Refraction and Reflection – Ray Diagrams Simulation
Description
A light ray travels down through air and crosses a boundary into a denser medium, bending toward the normal as it does. The simulation draws the incident ray (blue), the refracted ray (its colour matching the chosen medium), and a faint reflected ray (green), with angle arcs marked off a dashed normal line. Pupils drag in the top half of the canvas — or use the slider and arrow keys — to change the angle of incidence, and switch the lower medium between water (n = 1.33, teal), glass (n = 1.50, amber), and diamond (n = 2.42, violet). Live readouts show the angle of incidence θ₁, the angle of refraction θ₂, the refractive indices n₁ → n₂, and the critical angle for the reverse path.
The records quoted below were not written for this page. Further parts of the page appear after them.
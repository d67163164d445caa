use actix_web::{HttpRequest, HttpResponse, Result as ActixResult, web};
use once_cell::sync::Lazy;

use crate::middlewares;
use crate::models::common::PaginationQuery;
use crate::models::study_sessions::requests::{
    EndStudySessionRequest, StartStudySessionRequest, StudyStatsParams,
};
use crate::services::StudySessionService;
use crate::utils::SafeIDI64;

static STUDY_SESSION_SERVICE: Lazy<StudySessionService> =
    Lazy::new(StudySessionService::new_lazy);

pub async fn start_session(
    req: HttpRequest,
    body: Option<web::Json<StartStudySessionRequest>>,
) -> ActixResult<HttpResponse> {
    let body = body.map(|b| b.into_inner()).unwrap_or_default();
    STUDY_SESSION_SERVICE.start_session(&req, body).await
}

pub async fn end_session(
    req: HttpRequest,
    path: SafeIDI64,
    body: Option<web::Json<EndStudySessionRequest>>,
) -> ActixResult<HttpResponse> {
    let body = body.map(|b| b.into_inner()).unwrap_or_default();
    STUDY_SESSION_SERVICE.end_session(&req, path.0, body).await
}

pub async fn list_sessions(
    req: HttpRequest,
    query: web::Query<PaginationQuery>,
) -> ActixResult<HttpResponse> {
    STUDY_SESSION_SERVICE
        .list_sessions(&req, query.into_inner())
        .await
}

pub async fn get_stats(
    req: HttpRequest,
    query: web::Query<StudyStatsParams>,
) -> ActixResult<HttpResponse> {
    STUDY_SESSION_SERVICE
        .get_stats(&req, query.into_inner())
        .await
}

// 配置路由
pub fn configure_study_session_routes(cfg: &mut web::ServiceConfig) {
    cfg.service(
        web::scope("/api/v1/study-sessions")
            .wrap(middlewares::RequireJWT)
            .route("", web::get().to(list_sessions))
            .route("/start", web::post().to(start_session))
            .route("/stats", web::get().to(get_stats))
            .route("/{id}/end", web::post().to(end_session)),
    );
}
//! 选课实体

use sea_orm::entity::prelude::*;

#[derive(Clone, Debug, PartialEq, DeriveEntityModel)]
#[sea_orm(table_name = "course_enrollments")]
pub struct Model {
    #[sea_orm(primary_key)]
    pub id: i64,
    pub course_id: i64,
    pub user_id: i64,
    pub progress: i32,
    pub enrolled_at: i64,
    pub completed_at: Option<i64>,
}

#[derive(Copy, Clone, Debug, EnumIter, DeriveRelation)]
pub enum Relation {
    #[sea_orm(
        belongs_to = "super::courses::Entity",
        from = "Column::CourseId",
        to = "super::courses::Column::Id"
    )]
    Course,
    #[sea_orm(
        belongs_to = "super::users::Entity",
        from = "Column::UserId",
        to = "super::users::Column::Id"
    )]
    User,
}

impl Related<super::courses::Entity> for Entity {
    fn to() -> RelationDef {
        Relation::Course.def()
    }
}

impl Related<super::users::Entity> for Entity {
    fn to() -> RelationDef {
        Relation::User.def()
    }
}

impl ActiveModelBehavior for ActiveModel {}

impl Model {
    pub fn into_enrollment(self) -> crate::models::courses::entities::Enrollment {
        crate::models::courses::entities::Enrollment {
            id: self.id,
            course_id: self.course_id,
            user_id: self.user_id,
            progress: self.progress,
            enrolled_at: super::from_timestamp(self.enrolled_at),
            completed_at: self.completed_at.map(super::from_timestamp),
        }
    }
}
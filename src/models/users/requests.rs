use super::entities::{UserRole, UserStatus};
use crate::models::common::PaginationQuery;
use serde::Deserialize;
use ts_rs::TS;

// 用户查询参数（来自HTTP请求）
#[derive(Debug, Deserialize, TS)]
#[ts(export, export_to = "../frontend/src/types/generated/user.ts")]
pub struct UserListParams {
    #[serde(flatten)]
    #[ts(flatten)]
    pub pagination: PaginationQuery,
    pub role: Option<UserRole>,
    pub status: Option<UserStatus>,
    pub search: Option<String>,
}

// 用户创建请求（管理员）
#[derive(Debug, Deserialize, TS)]
#[ts(export, export_to = "../frontend/src/types/generated/user.ts")]
pub struct CreateUserRequest {
    pub username: String,
    pub email: String,
    pub password: String,
    pub role: UserRole,
    pub display_name: Option<String>,
    pub avatar_url: Option<String>,
    pub bio: Option<String>,
}

// 用户更新请求
#[derive(Debug, Default, Deserialize, TS)]
#[ts(export, export_to = "../frontend/src/types/generated/user.ts")]
pub struct UpdateUserRequest {
    pub email: Option<String>,
    pub password: Option<String>,
    pub role: Option<UserRole>,
    pub status: Option<UserStatus>,
    pub display_name: Option<String>,
    pub avatar_url: Option<String>,
    pub bio: Option<String>,
}

// 用户列表查询参数（用于存储层）
#[derive(Debug, Clone)]
pub struct UserListQuery {
    pub page: u64,
    pub size: u64,
    pub role: Option<UserRole>,
    pub status: Option<UserStatus>,
    pub search: Option<String>,
}

impl From<UserListParams> for UserListQuery {
    fn from(params: UserListParams) -> Self {
        let (page, size) = params.pagination.normalized();
        Self {
            page,
            size,
            role: params.role,
            status: params.status,
            search: params.search,
        }
    }
}
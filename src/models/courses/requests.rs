use serde::Deserialize;
use ts_rs::TS;

use super::entities::CourseStatus;
use crate::models::common::pagination::{deserialize_optional_bool, deserialize_optional_i64};
use crate::models::common::{PaginationQuery, ProficiencyLevel};

#[derive(Debug, Deserialize, TS)]
#[ts(export, export_to = "../frontend/src/types/generated/course.ts")]
pub struct CreateCourseRequest {
    pub title: String,
    pub description: Option<String>,
    pub language_id: i64,
    pub level: Option<ProficiencyLevel>,
    pub status: Option<CourseStatus>,
    pub thumbnail_url: Option<String>,
    pub estimated_minutes: Option<i32>,
}

#[derive(Debug, Default, Deserialize, TS)]
#[ts(export, export_to = "../frontend/src/types/generated/course.ts")]
pub struct UpdateCourseRequest {
    pub title: Option<String>,
    pub description: Option<String>,
    pub language_id: Option<i64>,
    pub level: Option<ProficiencyLevel>,
    pub status: Option<CourseStatus>,
    pub thumbnail_url: Option<String>,
    pub estimated_minutes: Option<i32>,
}

#[derive(Debug, Deserialize, TS)]
#[ts(export, export_to = "../frontend/src/types/generated/course.ts")]
pub struct CourseListParams {
    #[serde(flatten)]
    #[ts(flatten)]
    pub pagination: PaginationQuery,
    #[serde(default, deserialize_with = "deserialize_optional_i64")]
    pub language_id: Option<i64>,
    pub level: Option<ProficiencyLevel>,
    #[serde(default, deserialize_with = "deserialize_optional_i64")]
    pub instructor_id: Option<i64>,
    pub status: Option<CourseStatus>,
    pub search: Option<String>,
    /// 仅列出当前讲师自己的课程
    #[serde(default, deserialize_with = "deserialize_optional_bool")]
    pub mine: Option<bool>,
}

// 存储层查询条件
#[derive(Debug, Clone, Default)]
pub struct CourseListQuery {
    pub page: u64,
    pub size: u64,
    pub language_id: Option<i64>,
    pub level: Option<ProficiencyLevel>,
    pub instructor_id: Option<i64>,
    pub status: Option<CourseStatus>,
    pub search: Option<String>,
}

#[derive(Debug, Deserialize, TS)]
#[ts(export, export_to = "../frontend/src/types/generated/course.ts")]
pub struct UpdateProgressRequest {
    pub progress: i32,
}
use actix_web::{HttpRequest, HttpResponse, Result as ActixResult};

use super::{QuizService, can_view, load_quiz};
use crate::models::quizzes::responses::QuizDetailResponse;
use crate::models::{ApiResponse, ErrorCode};
use crate::services::{current_user, internal_error, not_found};

pub async fn get_quiz(
    service: &QuizService,
    request: &HttpRequest,
    quiz_id: i64,
) -> ActixResult<HttpResponse> {
    let user = match current_user(request) {
        Ok(user) => user,
        Err(resp) => return Ok(resp),
    };
    let storage = service.get_storage(request);

    let quiz = match load_quiz(&storage, quiz_id).await {
        Ok(quiz) => quiz,
        Err(resp) => return Ok(resp),
    };
    if !can_view(&quiz, &user) {
        return Ok(not_found(ErrorCode::QuizNotFound, "测验不存在"));
    }

    let questions = match storage.list_questions(quiz_id).await {
        Ok(questions) => questions,
        Err(e) => return Ok(internal_error("查询题目失败", e)),
    };

    let response = QuizDetailResponse {
        question_count: questions.len() as i64,
        total_points: questions.iter().map(|q| i64::from(q.points)).sum(),
        quiz,
    };

    Ok(HttpResponse::Ok().json(ApiResponse::success(response, "查询成功")))
}
//! 用户实体

use sea_orm::entity::prelude::*;

#[derive(Clone, Debug, PartialEq, DeriveEntityModel)]
#[sea_orm(table_name = "users")]
pub struct Model {
    #[sea_orm(primary_key)]
    pub id: i64,
    #[sea_orm(unique)]
    pub username: String,
    #[sea_orm(unique)]
    pub email: String,
    pub password_hash: String,
    pub role: String,
    pub status: String,
    pub display_name: Option<String>,
    pub avatar_url: Option<String>,
    #[sea_orm(column_type = "Text", nullable)]
    pub bio: Option<String>,
    pub last_login: Option<i64>,
    pub created_at: i64,
    pub updated_at: i64,
}

#[derive(Copy, Clone, Debug, EnumIter, DeriveRelation)]
pub enum Relation {}

impl ActiveModelBehavior for ActiveModel {}

// 从数据库模型转换为业务模型
impl Model {
    pub fn into_user(self) -> crate::models::users::entities::User {
        use crate::models::users::entities::{User, UserRole, UserStatus};

        User {
            id: self.id,
            username: self.username,
            email: self.email,
            password_hash: self.password_hash,
            role: self.role.parse::<UserRole>().unwrap_or(UserRole::Student),
            status: self
                .status
                .parse::<UserStatus>()
                .unwrap_or(UserStatus::Active),
            display_name: self.display_name,
            avatar_url: self.avatar_url,
            bio: self.bio,
            last_login: self.last_login.map(super::from_timestamp),
            created_at: super::from_timestamp(self.created_at),
            updated_at: super::from_timestamp(self.updated_at),
        }
    }
}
It is built on Snell’s law, n₁ sin θ₁ = n₂ sin θ₂, and lets pupils see directly how a higher refractive index bends light more sharply toward the normal. Full ClassAdapt accessibility is built in: light/high-contrast default with a dark navy toggle, Irlen overlays, reading ruler, dyslexia spacing, CVD filters, reduce-motion, and classroom/projector mode.
Search phrases
refraction, angle of refraction, angle of incidence, Snell’s law, refractive index, bending of light, light through glass, light through water, denser medium, optically dense, normal line, critical angle, total internal reflection, optics, waves, AQA GCSE Physics refraction, ray diagram, light rays, speed of light in different media.
Suggested class activity
Set pairs a prediction challenge before they touch the slider. Tell them the ray will enter at a fixed angle of incidence (say 50°) and ask them to rank water, glass, and diamond in order of how much the ray will bend — most to least — and write down their reasoning. Then they test each medium in turn, record θ₂ for all three, and check their ranking. As an extension, challenge them to find the angle of incidence in diamond that produces exactly a 20° angle of refraction, then explain why the same incidence angle in water would refract to a larger angle. This links the visual bending directly to the relative size of n₂ and reinforces that a higher refractive index slows light more and bends it harder toward the normal.